What to work on: In how many lines of the records does the word "true" appear? Reply with the number and nothing else.

Data provided:

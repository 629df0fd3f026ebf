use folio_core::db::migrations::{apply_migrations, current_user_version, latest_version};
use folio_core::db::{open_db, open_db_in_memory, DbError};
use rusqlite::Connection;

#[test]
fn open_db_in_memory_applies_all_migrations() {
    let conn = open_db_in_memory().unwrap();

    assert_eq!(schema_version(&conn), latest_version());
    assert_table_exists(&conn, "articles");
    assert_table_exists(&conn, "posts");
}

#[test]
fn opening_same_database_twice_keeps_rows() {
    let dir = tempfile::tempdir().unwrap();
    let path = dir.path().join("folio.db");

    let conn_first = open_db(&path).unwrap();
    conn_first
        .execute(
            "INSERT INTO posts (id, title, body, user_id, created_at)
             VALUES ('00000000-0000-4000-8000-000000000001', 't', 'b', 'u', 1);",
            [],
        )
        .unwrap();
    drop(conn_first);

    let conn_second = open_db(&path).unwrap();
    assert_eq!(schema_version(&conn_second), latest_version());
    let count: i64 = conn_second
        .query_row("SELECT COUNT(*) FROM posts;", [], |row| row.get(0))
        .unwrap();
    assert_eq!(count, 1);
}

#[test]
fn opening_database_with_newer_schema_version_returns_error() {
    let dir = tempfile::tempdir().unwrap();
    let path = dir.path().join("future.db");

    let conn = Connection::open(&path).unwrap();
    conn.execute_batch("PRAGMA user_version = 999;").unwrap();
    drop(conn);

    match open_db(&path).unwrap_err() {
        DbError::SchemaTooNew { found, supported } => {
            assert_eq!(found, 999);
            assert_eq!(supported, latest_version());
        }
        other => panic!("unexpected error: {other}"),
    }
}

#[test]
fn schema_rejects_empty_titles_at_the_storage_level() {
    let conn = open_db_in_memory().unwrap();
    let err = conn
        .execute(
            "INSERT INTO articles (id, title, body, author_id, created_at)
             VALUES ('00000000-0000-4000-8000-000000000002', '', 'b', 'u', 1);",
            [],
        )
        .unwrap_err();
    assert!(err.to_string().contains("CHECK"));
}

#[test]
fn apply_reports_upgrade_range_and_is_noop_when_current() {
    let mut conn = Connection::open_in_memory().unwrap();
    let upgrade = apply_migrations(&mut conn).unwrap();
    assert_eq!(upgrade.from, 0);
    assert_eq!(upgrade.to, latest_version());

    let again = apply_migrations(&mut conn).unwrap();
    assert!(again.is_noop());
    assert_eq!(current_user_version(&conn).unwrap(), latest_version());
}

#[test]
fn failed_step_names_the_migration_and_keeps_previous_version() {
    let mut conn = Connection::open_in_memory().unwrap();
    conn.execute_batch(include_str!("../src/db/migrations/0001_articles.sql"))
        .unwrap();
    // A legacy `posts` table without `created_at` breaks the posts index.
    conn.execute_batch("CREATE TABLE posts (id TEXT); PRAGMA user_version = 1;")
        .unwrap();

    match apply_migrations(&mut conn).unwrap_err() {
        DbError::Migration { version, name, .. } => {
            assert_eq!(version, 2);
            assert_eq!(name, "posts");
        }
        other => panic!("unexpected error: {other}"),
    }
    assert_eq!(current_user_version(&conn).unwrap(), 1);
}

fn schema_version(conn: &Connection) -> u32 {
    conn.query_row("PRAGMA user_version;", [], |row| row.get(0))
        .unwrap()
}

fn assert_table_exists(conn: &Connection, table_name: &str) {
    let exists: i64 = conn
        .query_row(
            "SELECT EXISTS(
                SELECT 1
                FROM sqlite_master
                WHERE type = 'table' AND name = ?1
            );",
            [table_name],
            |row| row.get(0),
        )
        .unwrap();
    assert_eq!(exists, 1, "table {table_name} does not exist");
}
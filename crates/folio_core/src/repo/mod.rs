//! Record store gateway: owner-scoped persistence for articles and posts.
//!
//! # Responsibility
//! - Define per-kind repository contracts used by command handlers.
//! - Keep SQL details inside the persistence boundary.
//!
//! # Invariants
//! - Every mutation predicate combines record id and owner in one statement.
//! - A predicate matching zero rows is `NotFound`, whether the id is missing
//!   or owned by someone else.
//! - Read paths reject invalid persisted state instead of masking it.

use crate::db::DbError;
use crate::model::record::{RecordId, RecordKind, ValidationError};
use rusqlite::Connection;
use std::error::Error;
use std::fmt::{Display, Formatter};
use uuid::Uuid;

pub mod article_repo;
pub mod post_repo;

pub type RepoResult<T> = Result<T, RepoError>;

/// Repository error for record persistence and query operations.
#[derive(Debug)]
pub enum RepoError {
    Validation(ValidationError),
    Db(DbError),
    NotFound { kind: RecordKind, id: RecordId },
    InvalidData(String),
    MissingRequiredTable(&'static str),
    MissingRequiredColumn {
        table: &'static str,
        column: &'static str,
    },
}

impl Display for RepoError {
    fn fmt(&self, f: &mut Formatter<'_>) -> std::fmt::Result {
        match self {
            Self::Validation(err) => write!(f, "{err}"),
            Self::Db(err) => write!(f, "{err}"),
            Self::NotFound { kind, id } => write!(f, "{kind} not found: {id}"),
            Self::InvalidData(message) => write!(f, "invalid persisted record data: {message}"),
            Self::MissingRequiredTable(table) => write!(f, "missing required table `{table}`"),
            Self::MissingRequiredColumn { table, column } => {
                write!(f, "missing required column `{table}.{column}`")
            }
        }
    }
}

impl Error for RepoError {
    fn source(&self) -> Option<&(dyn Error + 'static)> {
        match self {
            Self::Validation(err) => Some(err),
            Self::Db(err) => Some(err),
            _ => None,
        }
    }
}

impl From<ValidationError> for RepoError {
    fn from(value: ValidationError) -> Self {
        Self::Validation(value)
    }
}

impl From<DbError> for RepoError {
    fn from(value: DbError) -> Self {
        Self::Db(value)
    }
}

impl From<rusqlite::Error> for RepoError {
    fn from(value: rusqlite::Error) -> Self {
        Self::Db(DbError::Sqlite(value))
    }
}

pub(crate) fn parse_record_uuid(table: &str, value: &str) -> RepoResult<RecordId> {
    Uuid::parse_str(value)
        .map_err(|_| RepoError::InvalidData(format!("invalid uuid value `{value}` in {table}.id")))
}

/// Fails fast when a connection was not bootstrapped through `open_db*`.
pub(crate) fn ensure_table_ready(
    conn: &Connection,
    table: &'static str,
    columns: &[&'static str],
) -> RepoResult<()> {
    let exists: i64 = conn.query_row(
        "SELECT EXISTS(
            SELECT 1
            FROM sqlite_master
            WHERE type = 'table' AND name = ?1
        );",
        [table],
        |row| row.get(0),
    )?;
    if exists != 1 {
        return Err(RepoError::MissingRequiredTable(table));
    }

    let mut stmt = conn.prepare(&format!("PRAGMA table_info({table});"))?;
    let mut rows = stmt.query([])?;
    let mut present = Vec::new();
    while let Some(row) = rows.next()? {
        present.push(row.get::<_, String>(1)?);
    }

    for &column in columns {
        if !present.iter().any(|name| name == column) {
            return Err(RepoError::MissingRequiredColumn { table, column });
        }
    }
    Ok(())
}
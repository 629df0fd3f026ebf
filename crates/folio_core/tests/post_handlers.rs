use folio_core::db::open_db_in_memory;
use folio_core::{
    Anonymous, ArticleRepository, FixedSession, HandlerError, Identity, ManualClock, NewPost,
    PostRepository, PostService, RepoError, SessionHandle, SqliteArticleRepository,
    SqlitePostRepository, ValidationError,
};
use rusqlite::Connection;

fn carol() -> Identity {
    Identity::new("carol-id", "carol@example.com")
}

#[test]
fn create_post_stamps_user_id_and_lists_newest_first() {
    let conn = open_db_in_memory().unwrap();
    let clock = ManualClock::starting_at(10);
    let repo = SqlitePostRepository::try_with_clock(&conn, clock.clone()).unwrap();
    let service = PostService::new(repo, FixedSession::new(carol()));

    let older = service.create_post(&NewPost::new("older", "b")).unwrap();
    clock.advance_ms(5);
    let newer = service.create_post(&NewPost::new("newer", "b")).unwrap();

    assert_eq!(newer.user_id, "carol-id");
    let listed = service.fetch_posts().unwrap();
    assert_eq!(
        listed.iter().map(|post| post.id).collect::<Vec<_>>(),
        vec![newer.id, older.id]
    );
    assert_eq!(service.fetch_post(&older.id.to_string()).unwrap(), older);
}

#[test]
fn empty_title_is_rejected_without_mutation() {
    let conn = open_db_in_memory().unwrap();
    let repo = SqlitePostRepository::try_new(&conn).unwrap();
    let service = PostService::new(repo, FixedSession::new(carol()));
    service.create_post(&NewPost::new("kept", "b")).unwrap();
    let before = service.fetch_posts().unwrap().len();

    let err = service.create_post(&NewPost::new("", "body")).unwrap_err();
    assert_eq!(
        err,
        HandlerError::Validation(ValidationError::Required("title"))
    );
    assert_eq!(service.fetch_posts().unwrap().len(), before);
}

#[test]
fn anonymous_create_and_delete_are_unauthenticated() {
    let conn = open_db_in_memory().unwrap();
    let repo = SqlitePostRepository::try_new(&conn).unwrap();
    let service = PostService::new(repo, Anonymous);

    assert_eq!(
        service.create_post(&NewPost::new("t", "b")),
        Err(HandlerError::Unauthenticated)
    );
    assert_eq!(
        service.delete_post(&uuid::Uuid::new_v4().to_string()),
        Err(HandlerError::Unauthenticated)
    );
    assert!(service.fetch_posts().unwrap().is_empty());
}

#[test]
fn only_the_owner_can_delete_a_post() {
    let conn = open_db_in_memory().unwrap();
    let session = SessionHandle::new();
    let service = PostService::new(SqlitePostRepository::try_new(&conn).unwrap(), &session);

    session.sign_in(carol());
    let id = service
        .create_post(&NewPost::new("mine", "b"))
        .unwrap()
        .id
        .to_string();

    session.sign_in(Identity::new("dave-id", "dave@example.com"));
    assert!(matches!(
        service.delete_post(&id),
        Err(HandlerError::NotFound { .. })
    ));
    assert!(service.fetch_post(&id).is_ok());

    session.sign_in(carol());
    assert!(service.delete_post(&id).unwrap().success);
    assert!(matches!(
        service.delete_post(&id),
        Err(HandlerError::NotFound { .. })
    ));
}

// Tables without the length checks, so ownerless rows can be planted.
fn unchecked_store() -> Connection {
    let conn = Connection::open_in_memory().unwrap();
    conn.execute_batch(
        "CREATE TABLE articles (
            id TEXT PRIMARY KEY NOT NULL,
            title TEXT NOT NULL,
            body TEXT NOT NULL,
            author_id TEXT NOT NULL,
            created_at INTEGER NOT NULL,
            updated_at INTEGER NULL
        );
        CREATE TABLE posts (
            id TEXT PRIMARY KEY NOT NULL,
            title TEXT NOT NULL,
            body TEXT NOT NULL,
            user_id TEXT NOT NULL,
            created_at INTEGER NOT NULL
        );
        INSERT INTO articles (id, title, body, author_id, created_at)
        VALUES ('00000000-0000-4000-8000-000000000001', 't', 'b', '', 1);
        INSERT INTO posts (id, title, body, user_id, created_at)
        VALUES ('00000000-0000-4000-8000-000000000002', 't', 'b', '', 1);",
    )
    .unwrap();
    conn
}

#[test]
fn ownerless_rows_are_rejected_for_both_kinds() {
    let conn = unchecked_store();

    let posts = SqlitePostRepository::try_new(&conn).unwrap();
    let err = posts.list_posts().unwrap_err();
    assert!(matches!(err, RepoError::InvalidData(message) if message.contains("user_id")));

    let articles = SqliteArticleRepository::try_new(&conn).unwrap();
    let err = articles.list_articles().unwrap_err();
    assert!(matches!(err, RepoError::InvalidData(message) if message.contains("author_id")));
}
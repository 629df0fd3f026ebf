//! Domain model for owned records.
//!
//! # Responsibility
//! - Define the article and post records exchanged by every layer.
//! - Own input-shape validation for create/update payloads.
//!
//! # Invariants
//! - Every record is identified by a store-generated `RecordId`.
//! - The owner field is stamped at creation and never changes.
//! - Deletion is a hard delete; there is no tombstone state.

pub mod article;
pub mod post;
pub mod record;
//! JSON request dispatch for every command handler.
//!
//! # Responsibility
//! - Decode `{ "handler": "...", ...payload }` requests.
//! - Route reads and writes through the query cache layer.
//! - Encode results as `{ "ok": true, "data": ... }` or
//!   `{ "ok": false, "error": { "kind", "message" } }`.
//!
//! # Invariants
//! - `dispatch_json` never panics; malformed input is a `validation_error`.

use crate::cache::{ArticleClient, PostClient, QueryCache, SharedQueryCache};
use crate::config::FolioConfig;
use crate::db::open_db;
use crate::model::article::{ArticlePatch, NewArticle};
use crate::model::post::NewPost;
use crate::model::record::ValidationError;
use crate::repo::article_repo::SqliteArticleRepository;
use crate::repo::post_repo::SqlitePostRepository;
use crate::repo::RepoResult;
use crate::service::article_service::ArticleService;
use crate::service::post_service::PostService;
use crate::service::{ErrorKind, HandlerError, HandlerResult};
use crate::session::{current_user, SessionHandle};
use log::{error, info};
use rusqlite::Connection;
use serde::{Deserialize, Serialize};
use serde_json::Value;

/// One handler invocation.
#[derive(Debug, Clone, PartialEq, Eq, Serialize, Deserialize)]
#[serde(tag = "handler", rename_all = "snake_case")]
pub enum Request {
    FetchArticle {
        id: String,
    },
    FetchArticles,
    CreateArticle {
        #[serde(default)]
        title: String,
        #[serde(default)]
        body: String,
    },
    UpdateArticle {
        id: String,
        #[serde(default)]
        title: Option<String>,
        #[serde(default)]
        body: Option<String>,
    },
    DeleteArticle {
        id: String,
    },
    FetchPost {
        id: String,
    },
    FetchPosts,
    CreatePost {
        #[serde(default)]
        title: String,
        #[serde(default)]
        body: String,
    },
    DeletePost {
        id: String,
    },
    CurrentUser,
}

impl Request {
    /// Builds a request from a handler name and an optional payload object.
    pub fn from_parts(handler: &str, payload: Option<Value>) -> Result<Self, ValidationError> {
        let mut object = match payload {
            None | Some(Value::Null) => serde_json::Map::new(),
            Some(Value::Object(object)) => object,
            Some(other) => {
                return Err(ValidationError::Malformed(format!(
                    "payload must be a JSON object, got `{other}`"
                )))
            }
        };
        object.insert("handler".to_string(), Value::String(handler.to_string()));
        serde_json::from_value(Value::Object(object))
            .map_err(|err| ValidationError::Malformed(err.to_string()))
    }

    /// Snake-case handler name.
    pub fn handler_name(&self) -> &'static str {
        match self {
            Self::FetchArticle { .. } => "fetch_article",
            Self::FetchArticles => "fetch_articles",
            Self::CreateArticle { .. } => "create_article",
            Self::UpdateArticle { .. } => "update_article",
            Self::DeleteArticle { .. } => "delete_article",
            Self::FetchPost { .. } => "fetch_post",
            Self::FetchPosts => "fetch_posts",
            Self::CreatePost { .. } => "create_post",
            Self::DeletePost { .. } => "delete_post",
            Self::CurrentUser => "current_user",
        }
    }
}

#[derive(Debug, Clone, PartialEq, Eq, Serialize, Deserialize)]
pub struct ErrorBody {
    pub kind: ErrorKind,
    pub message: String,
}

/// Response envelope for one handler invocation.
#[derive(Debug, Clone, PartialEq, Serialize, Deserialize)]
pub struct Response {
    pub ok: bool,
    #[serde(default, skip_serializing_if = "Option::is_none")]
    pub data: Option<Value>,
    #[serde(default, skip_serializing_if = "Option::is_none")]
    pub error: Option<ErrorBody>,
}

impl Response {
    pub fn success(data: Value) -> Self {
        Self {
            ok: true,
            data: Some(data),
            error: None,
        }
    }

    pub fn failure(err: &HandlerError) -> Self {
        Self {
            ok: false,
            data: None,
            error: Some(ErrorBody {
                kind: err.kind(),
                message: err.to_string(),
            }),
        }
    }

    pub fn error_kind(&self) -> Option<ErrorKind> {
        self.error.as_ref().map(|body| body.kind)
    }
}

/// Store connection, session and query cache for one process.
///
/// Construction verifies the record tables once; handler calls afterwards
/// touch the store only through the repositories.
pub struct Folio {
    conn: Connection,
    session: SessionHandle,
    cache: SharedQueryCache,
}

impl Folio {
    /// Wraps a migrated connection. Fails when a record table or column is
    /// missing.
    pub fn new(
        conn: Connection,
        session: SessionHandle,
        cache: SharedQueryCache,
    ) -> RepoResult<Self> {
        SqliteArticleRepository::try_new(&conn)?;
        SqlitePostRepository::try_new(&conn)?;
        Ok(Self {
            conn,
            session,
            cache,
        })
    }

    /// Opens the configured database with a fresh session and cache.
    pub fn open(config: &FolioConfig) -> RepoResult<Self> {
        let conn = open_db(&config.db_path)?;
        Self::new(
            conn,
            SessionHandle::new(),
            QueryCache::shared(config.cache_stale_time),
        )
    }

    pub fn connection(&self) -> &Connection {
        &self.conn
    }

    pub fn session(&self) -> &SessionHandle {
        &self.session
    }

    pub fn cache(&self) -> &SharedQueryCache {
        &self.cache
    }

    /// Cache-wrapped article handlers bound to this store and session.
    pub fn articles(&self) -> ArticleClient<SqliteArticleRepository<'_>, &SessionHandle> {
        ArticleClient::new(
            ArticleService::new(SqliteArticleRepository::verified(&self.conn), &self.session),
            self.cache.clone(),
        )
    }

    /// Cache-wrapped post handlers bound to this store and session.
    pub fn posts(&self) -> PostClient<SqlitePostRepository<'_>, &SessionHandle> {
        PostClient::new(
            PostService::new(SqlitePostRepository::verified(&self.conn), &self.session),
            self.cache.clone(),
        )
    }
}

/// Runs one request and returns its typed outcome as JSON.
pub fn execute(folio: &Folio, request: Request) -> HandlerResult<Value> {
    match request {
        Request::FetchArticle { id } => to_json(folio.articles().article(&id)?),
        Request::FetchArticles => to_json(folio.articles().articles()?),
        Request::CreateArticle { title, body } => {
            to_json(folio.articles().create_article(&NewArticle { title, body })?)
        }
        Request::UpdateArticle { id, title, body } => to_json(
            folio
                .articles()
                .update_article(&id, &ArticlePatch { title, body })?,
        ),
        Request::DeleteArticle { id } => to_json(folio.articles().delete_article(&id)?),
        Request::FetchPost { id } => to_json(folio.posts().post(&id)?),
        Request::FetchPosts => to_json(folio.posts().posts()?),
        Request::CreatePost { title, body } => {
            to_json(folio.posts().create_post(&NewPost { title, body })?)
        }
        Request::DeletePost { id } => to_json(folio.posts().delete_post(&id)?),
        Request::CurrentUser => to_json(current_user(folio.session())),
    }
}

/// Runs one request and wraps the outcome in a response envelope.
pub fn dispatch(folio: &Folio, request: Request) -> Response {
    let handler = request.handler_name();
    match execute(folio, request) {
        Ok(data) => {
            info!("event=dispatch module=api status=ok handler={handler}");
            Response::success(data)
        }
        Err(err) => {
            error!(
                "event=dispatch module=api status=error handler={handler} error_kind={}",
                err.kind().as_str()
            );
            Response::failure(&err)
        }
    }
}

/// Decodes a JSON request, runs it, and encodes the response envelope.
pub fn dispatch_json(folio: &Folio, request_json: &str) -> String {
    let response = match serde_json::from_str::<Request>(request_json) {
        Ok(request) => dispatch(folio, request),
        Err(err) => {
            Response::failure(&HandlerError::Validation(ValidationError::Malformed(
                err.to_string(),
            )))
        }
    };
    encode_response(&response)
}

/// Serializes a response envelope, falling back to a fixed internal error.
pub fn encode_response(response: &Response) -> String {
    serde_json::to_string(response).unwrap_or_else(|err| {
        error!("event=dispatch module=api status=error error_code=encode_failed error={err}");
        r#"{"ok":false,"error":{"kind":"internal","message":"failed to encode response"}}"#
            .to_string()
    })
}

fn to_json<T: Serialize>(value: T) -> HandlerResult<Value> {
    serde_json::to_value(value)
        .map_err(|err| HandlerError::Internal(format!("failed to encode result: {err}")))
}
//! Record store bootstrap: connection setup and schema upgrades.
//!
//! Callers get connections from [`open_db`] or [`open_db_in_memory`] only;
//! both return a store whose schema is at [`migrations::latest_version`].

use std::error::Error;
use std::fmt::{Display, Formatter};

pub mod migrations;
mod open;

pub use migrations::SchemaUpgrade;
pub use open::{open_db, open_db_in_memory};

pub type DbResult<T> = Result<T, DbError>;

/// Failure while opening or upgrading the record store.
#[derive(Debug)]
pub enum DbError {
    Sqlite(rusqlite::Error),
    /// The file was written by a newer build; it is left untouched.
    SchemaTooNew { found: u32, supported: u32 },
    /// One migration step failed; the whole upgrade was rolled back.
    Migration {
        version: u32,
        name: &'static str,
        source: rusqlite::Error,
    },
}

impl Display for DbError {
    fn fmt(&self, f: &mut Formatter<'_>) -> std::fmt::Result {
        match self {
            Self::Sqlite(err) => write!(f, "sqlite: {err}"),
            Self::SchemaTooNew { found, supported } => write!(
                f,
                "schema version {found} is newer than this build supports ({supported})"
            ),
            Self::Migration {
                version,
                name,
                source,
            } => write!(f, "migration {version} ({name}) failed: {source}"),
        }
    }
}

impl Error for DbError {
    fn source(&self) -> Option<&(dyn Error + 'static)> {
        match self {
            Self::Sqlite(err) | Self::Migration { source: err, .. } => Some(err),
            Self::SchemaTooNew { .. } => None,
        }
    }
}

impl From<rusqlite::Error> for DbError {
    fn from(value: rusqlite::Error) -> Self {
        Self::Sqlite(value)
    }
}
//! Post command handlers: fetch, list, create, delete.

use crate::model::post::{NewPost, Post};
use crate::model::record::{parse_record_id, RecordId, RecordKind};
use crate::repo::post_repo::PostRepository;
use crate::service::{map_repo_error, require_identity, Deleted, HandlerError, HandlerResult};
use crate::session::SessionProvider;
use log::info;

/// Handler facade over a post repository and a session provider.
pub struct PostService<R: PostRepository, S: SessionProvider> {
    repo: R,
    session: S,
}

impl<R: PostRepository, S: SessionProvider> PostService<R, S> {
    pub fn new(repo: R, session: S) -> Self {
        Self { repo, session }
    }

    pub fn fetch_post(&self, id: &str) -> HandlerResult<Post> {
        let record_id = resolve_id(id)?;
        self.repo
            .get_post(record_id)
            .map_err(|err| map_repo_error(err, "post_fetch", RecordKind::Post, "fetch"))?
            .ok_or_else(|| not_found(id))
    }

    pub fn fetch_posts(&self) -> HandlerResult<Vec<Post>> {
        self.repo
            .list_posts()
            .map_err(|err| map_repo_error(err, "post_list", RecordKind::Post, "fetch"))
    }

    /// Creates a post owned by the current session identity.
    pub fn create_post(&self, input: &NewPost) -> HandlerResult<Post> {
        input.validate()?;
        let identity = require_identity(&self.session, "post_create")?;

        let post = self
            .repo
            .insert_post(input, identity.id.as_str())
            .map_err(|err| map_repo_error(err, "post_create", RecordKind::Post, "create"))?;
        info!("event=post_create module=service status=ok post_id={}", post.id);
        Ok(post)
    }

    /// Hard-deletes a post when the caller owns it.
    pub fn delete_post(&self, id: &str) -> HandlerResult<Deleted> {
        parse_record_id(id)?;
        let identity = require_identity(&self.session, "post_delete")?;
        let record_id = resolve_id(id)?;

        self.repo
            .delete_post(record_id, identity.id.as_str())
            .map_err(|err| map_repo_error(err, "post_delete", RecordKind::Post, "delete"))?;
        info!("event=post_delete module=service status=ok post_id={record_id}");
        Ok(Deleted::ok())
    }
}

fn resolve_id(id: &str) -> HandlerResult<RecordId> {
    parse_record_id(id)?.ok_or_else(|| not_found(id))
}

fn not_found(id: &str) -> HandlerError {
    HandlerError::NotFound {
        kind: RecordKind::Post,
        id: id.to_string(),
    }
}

Response: 2